Tras examinar todos los datos, Ogolsky concluyo de que cada integrante de la pareja puede clasificarse en 4 patrones de compromiso, los cuales determinan en gran medida el futuro de la relación.
“Algunos patrones que determinan el futuro de la pareja”

- Dramático:
Consiste del grupo más numeroso (un 34% de los participantes). Las relaciones con uno de sus miembros en este perfil tienen muchos altibajos emocionales y duran más tiempo distanciado que el resto de relaciones. Además, los sujetos que contienen este patrón tienen poco apoyo de sus familiares y amigos. Según la investigación, estos individuos tienen el doble de probabilidades de generar una separación que cualquiera de las otras clases de pareja: la mayoría de las personas que participaron en la investigación terminaron con sus relaciones durante los 9 meses del mismo.
Hay que mencionar, además, que este es la clase de perfil que más coincide en una sólo pareja: el 55% de los participantes dramáticos estaban saliendo con otra persona de esta misma clase.
- Centrado:
Estos seres (bautizados en inglés como ‘partner-focused’) son aquellos que valoran al compañero por encima de cualquier tipo de cosa. Se centran en el pensamiento de que “la pareja es el centro del universo”. Claramente esto es positivo para el futuro de una relación amorosa: las parejas con algún integrante en este tipo suelen finalizar en boda, pues verdaderamente están muy enamoradas. En el estudio representaron el 30% de la muestra, aparte, muchos de los sujetos de este perfil estaban saliendo con personas de la misma categoría (un 46%).
- Social:
Este tipo de individuos (el 19% de los participantes) están demasiado influenciados por su interacción con su entorno social, esencialmente con familia y amigos. Pese a esto, su compromiso con respecto al matrimonio, tras el de las personas centradas, es el que menos cambia.

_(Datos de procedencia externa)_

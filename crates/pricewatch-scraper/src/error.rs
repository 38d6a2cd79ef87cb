use pricewatch_core::{ErrorCategory, Tier};
use thiserror::Error;

use crate::classify::classify;

#[derive(Debug, Error)]
pub enum ScrapeError {
    #[error("fetch failed: {0}")]
    Http(#[from] reqwest::Error),

    #[error("fetch failed with HTTP status {status} for {url}")]
    Status { status: u16, url: String },

    #[error("bot challenge page served for {url}")]
    BotChallenge { url: String },

    #[error("{operation} timed out after {after_ms}ms")]
    Timeout { operation: String, after_ms: u64 },

    #[error("extraction cancelled by caller")]
    Cancelled,

    #[error("invalid URL \"{url}\": {reason}")]
    InvalidUrl { url: String, reason: String },

    #[error("no price found at {url}")]
    NoPriceFound { url: String },

    #[error("price {price} failed validation: {reason}")]
    InvalidPrice {
        price: f64,
        reason: &'static str,
        /// Price text the rejected value was parsed from.
        raw_text: String,
    },

    #[error("JSON deserialization error for {context}: {source}")]
    Deserialize {
        context: String,
        #[source]
        source: serde_json::Error,
    },

    #[error("AI extraction response unusable: {0}")]
    AiResponse(String),

    #[error("{tier} has no service endpoint configured")]
    NotConfigured { tier: Tier },
}

impl ScrapeError {
    /// HTTP status attached to the failure, if the server answered at all.
    #[must_use]
    pub fn http_status(&self) -> Option<u16> {
        match self {
            Self::Status { status, .. } => Some(*status),
            Self::Http(e) => e.status().map(|s| s.as_u16()),
            _ => None,
        }
    }

    /// Maps this error onto the closed [`ErrorCategory`] taxonomy.
    ///
    /// Variants whose category is fixed by construction are mapped directly.
    /// Transport and status failures go through [`classify`] with the
    /// request URL left out, so words in a product path never change the
    /// category.
    #[must_use]
    pub fn category(&self) -> ErrorCategory {
        match self {
            Self::Cancelled | Self::Timeout { .. } => ErrorCategory::Timeout,
            Self::Http(e) if e.is_timeout() => ErrorCategory::Timeout,
            Self::BotChallenge { .. } => ErrorCategory::BotDetection,
            Self::NotConfigured { .. } => ErrorCategory::Unknown,
            Self::NoPriceFound { .. }
            | Self::InvalidUrl { .. }
            | Self::Deserialize { .. }
            | Self::AiResponse(_) => ErrorCategory::ParseError,
            Self::InvalidPrice { .. } => ErrorCategory::InvalidPrice,
            Self::Status { status, .. } => {
                classify(&format!("HTTP status {status}"), Some(*status))
            }
            Self::Http(e) => {
                let mut message = e.to_string();
                if let Some(url) = e.url() {
                    message = message.replace(url.as_str(), "");
                }
                classify(&message, self.http_status())
            }
        }
    }
}
//! Selector-driven field extraction over parsed HTML.
//!
//! A missing selector is an expected outcome here, not an error: the
//! extractor walks candidate selectors in priority order and returns the
//! first non-empty text, or an empty string.

use pricewatch_core::RetailerConfig;
use scraper::{ElementRef, Html, Selector};

/// Price selectors used when a retailer is unknown or has none configured.
pub const GENERIC_PRICE_SELECTORS: &[&str] = &[
    r#"meta[property="og:price:amount"]"#,
    r#"meta[property="product:price:amount"]"#,
    r#"meta[itemprop="price"]"#,
    r#"[itemprop="price"]"#,
    r#"[data-testid="price"]"#,
    ".product-price",
    ".price__regular .price-item",
    ".price",
];

/// Sale price selectors used when a retailer is unknown or has none configured.
pub const GENERIC_SALE_PRICE_SELECTORS: &[&str] = &[
    r#"meta[property="product:sale_price:amount"]"#,
    r#"[data-testid="sale-price"]"#,
    ".price__sale .price-item--sale",
    ".sale-price",
    ".price--sale",
];

/// Availability selectors used when a retailer is unknown or has none configured.
pub const GENERIC_AVAILABILITY_SELECTORS: &[&str] = &[
    r#"meta[property="og:availability"]"#,
    r#"meta[property="product:availability"]"#,
    r#"[itemprop="availability"]"#,
    ".availability",
    ".stock-status",
    ".product-form__submit",
];

/// Phrases that mark a product as unavailable. Anything else is in stock.
/// The compact forms cover schema.org values such as
/// `https://schema.org/OutOfStock`.
const OUT_OF_STOCK_PHRASES: [&str; 5] = [
    "out of stock",
    "sold out",
    "unavailable",
    "outofstock",
    "soldout",
];

/// Ordered selector candidates for each extracted field.
#[derive(Debug, Clone, PartialEq, Eq)]
pub struct SelectorSet {
    pub price: Vec<String>,
    pub sale_price: Vec<String>,
    pub availability: Vec<String>,
}

impl SelectorSet {
    /// Generic selectors for every field.
    #[must_use]
    pub fn generic() -> Self {
        Self {
            price: owned(GENERIC_PRICE_SELECTORS),
            sale_price: owned(GENERIC_SALE_PRICE_SELECTORS),
            availability: owned(GENERIC_AVAILABILITY_SELECTORS),
        }
    }

    /// Selectors for `retailer`, falling back to generic ones per field when
    /// the configured list is empty (or the retailer is unknown).
    #[must_use]
    pub fn for_retailer(retailer: Option<&RetailerConfig>) -> Self {
        let Some(retailer) = retailer else {
            return Self::generic();
        };
        Self {
            price: or_generic(&retailer.price_selectors, GENERIC_PRICE_SELECTORS),
            sale_price: or_generic(&retailer.sale_price_selectors, GENERIC_SALE_PRICE_SELECTORS),
            availability: or_generic(
                &retailer.availability_selectors,
                GENERIC_AVAILABILITY_SELECTORS,
            ),
        }
    }
}

fn owned(selectors: &[&str]) -> Vec<String> {
    selectors.iter().map(|s| (*s).to_owned()).collect()
}

fn or_generic(configured: &[String], generic: &[&str]) -> Vec<String> {
    if configured.is_empty() {
        owned(generic)
    } else {
        configured.to_vec()
    }
}

/// Raw text found for each field. Empty strings mean "not found".
#[derive(Debug, Clone, Default, PartialEq, Eq)]
pub struct ExtractedFields {
    pub price_text: String,
    pub sale_price_text: String,
    pub availability_text: String,
}

/// Returns the trimmed text of the first candidate selector that matches a
/// node with non-empty content, or an empty string.
///
/// `meta` elements yield their `content` attribute. Other elements yield
/// their text, or their `content` attribute when the text is empty (as with
/// `<span itemprop="price" content="19.99">`). Selector strings that fail to
/// parse are skipped.
#[must_use]
pub fn extract_field<S: AsRef<str>>(document: &Html, selector_candidates: &[S]) -> String {
    for candidate in selector_candidates {
        let candidate = candidate.as_ref();
        let selector = match Selector::parse(candidate) {
            Ok(selector) => selector,
            Err(e) => {
                tracing::debug!(selector = candidate, error = ?e, "skipping unparseable selector");
                continue;
            }
        };

        let Some(element) = document.select(&selector).next() else {
            continue;
        };

        let value = element_value(element);
        if !value.is_empty() {
            return value;
        }
    }
    String::new()
}

fn element_value(element: ElementRef<'_>) -> String {
    let content = element
        .value()
        .attr("content")
        .map(str::trim)
        .unwrap_or_default();

    if element.value().name().eq_ignore_ascii_case("meta") {
        return content.to_owned();
    }

    let text = element.text().collect::<String>();
    let text = text.trim();
    if text.is_empty() {
        content.to_owned()
    } else {
        text.to_owned()
    }
}

/// Extracts price, sale price, and availability text from raw HTML.
#[must_use]
pub fn extract_fields(html: &str, selectors: &SelectorSet) -> ExtractedFields {
    let document = Html::parse_document(html);
    ExtractedFields {
        price_text: extract_field(&document, &selectors.price),
        sale_price_text: extract_field(&document, &selectors.sale_price),
        availability_text: extract_field(&document, &selectors.availability),
    }
}

/// Optimistic stock check: only an explicit negative phrase means out of stock.
#[must_use]
pub fn is_in_stock(availability_text: &str) -> bool {
    let lower = availability_text.to_lowercase();
    !OUT_OF_STOCK_PHRASES
        .iter()
        .any(|phrase| lower.contains(phrase))
}

#[cfg(test)]
mod tests {
    use super::*;

    fn doc(html: &str) -> Html {
        Html::parse_document(html)
    }

    #[test]
    fn returns_first_non_empty_match_trimmed() {
        let document = doc(r#"<div class="a"></div><div class="b">  $120.00  </div>"#);
        assert_eq!(extract_field(&document, &[".a", ".b"]), "$120.00");
    }

    #[test]
    fn respects_candidate_order() {
        let document = doc(r#"<span class="sale">$80</span><span class="reg">$100</span>"#);
        assert_eq!(extract_field(&document, &[".reg", ".sale"]), "$100");
    }

    #[test]
    fn only_first_matching_node_per_selector_is_considered() {
        let document = doc(r#"<p class="p"></p><p class="p">$5</p><i class="q">$7</i>"#);
        assert_eq!(extract_field(&document, &[".p", ".q"]), "$7");
    }

    #[test]
    fn meta_reads_content_attribute() {
        let document =
            doc(r#"<head><meta property="og:price:amount" content="129.99"></head>"#);
        assert_eq!(
            extract_field(&document, &[r#"meta[property="og:price:amount"]"#]),
            "129.99"
        );
    }

    #[test]
    fn empty_element_falls_back_to_content_attribute() {
        let document = doc(r#"<span itemprop="price" content="19.99"></span>"#);
        assert_eq!(extract_field(&document, &[r#"[itemprop="price"]"#]), "19.99");
    }

    #[test]
    fn no_match_returns_empty_string() {
        let document = doc("<p>nothing here</p>");
        assert_eq!(extract_field(&document, &[".price", "#cost"]), "");
    }

    #[test]
    fn empty_candidate_list_returns_empty_string() {
        let document = doc("<p class=\"price\">$1</p>");
        let none: [&str; 0] = [];
        assert_eq!(extract_field(&document, &none), "");
    }

    #[test]
    fn invalid_selector_is_skipped() {
        let document = doc(r#"<b class="price">$42</b>"#);
        assert_eq!(extract_field(&document, &["[[broken", ".price"]), "$42");
    }

    #[test]
    fn nested_text_is_concatenated() {
        let document = doc(r#"<div class="price"><sup>$</sup>49<sup>.99</sup></div>"#);
        assert_eq!(extract_field(&document, &[".price"]), "$49.99");
    }

    #[test]
    fn extract_fields_reads_all_three() {
        let html = r#"
            <span class="reg">$100.00</span>
            <span class="sale">$79.00</span>
            <div class="stock">Sold Out</div>
        "#;
        let selectors = SelectorSet {
            price: vec![".reg".into()],
            sale_price: vec![".sale".into()],
            availability: vec![".stock".into()],
        };
        let fields = extract_fields(html, &selectors);
        assert_eq!(fields.price_text, "$100.00");
        assert_eq!(fields.sale_price_text, "$79.00");
        assert_eq!(fields.availability_text, "Sold Out");
    }

    #[test]
    fn in_stock_when_text_empty() {
        assert!(is_in_stock(""));
    }

    #[test]
    fn in_stock_when_no_negative_phrase() {
        assert!(is_in_stock("In stock - ships tomorrow"));
        assert!(is_in_stock("instock"));
    }

    #[test]
    fn out_of_stock_phrases_are_case_insensitive() {
        assert!(!is_in_stock("OUT OF STOCK"));
        assert!(!is_in_stock("This item is Sold Out"));
        assert!(!is_in_stock("Currently unavailable"));
    }

    #[test]
    fn schema_org_out_of_stock_url_is_out_of_stock() {
        assert!(!is_in_stock("https://schema.org/OutOfStock"));
        assert!(!is_in_stock("https://schema.org/SoldOut"));
        assert!(is_in_stock("https://schema.org/InStock"));
    }

    #[test]
    fn selector_set_for_unknown_retailer_is_generic() {
        assert_eq!(SelectorSet::for_retailer(None), SelectorSet::generic());
    }

    #[test]
    fn selector_set_falls_back_per_field() {
        let mut retailer = RetailerConfig::new("zara.com", "Zara");
        retailer.price_selectors = vec!["span.money-amount__main".into()];
        let set = SelectorSet::for_retailer(Some(&retailer));
        assert_eq!(set.price, vec!["span.money-amount__main"]);
        assert_eq!(set.sale_price.len(), GENERIC_SALE_PRICE_SELECTORS.len());
        assert_eq!(set.availability.len(), GENERIC_AVAILABILITY_SELECTORS.len());
    }
}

Las parejas con miembros de este perfil, además, las que más está basada su amor en el compañerismo y la amistad, lo que es muy bueno para el futuro de la pareja. Son seres humanos que tienen más pánico a casarse, pero tienen un nivel de separación muy bajo, por lo que la evolución de su compromiso es algo lenta pero segura.

- Conflicto:
Por muy raro que parezca, las personas que se pasan el día discutiendo con su pareja (el 12% de las estudiadas) estos contienen un patrón de compromiso mucho más estable que las dramáticas. Las parejas con integrantes de esta clase tienen un increíble número de crisis, pero son capaces de resolverlos y no otorgarles tanta importancia, al contrario de lo que sucede con las parejas de perfil dramático, que experimentan variaciones abruptos en la relación que pueden dar al traste con ésta de un día para otro.
Según Ogolsky las parejas con miembros de este tipo de categoría suelen basarse en el amor a pasional, que puede tener un fin tumultuoso si no evoluciona hacia el amor compañero que, como conocemos, es el que suele funcionar a largo plazo.
“A las personas les gusta sentir que están haciendo progresos como pareja”, mencionaba el doctor en la presentación del estudio. “Si no lo están haciendo y, de hecho, la relación está en peligro pueden tener recuerdos distorsionados que les ayudan a sentir que siguen hacia delante, pues necesitan una justificación psicológica para permanecer en la relación”.
Por esto, asegura el psicólogo, que es bueno echar la vista a atrás y reconocer cuál ha sido de verdad la evolución de tu pareja. Todas las relaciones de parejas pasan por situaciones mejores y peores, pero si tu compromiso siempre ha sido un chiste no hay ningún motivo para que continúes manteniendo una relación que sólo genera daño mutuo.